===== Extracted data

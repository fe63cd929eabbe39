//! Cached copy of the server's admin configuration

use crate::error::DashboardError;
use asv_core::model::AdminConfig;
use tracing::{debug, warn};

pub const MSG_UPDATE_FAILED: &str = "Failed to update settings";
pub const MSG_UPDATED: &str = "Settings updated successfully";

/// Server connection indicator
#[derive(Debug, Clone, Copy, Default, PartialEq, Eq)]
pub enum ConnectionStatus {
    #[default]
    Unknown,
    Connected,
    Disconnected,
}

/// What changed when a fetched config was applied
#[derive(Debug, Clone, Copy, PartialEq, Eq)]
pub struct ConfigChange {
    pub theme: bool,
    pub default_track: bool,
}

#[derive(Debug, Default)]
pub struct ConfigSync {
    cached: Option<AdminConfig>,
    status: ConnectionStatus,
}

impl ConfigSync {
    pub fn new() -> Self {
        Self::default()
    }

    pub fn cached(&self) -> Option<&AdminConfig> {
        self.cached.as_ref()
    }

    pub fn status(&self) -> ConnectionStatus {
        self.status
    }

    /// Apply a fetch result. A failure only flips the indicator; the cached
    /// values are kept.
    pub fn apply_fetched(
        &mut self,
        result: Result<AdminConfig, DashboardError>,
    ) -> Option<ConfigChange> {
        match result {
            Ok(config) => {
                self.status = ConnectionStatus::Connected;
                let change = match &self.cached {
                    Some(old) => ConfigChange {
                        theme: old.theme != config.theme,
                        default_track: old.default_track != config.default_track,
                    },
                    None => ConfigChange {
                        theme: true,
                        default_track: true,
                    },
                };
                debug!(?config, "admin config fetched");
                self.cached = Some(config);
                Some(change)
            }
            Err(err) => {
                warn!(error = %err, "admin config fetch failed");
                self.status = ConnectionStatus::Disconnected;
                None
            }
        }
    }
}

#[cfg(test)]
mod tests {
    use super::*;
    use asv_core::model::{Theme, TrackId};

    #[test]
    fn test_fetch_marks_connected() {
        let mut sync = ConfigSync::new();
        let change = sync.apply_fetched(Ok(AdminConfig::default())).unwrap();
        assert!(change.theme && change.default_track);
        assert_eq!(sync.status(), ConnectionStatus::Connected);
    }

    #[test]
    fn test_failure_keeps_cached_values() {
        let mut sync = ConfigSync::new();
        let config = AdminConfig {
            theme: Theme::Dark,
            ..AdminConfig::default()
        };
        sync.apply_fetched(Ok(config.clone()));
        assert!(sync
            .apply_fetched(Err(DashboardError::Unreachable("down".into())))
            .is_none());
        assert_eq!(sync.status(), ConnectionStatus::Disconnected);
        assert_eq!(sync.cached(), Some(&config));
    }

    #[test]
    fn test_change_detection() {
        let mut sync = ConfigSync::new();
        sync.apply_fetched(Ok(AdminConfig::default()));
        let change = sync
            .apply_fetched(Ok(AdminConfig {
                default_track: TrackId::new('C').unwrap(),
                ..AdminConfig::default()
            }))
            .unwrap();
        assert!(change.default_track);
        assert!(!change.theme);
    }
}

==========

## What you are asked to do
The count of lines in the records above holding the word "const" should be reported as a number, with nothing added.

## Solution to this task
2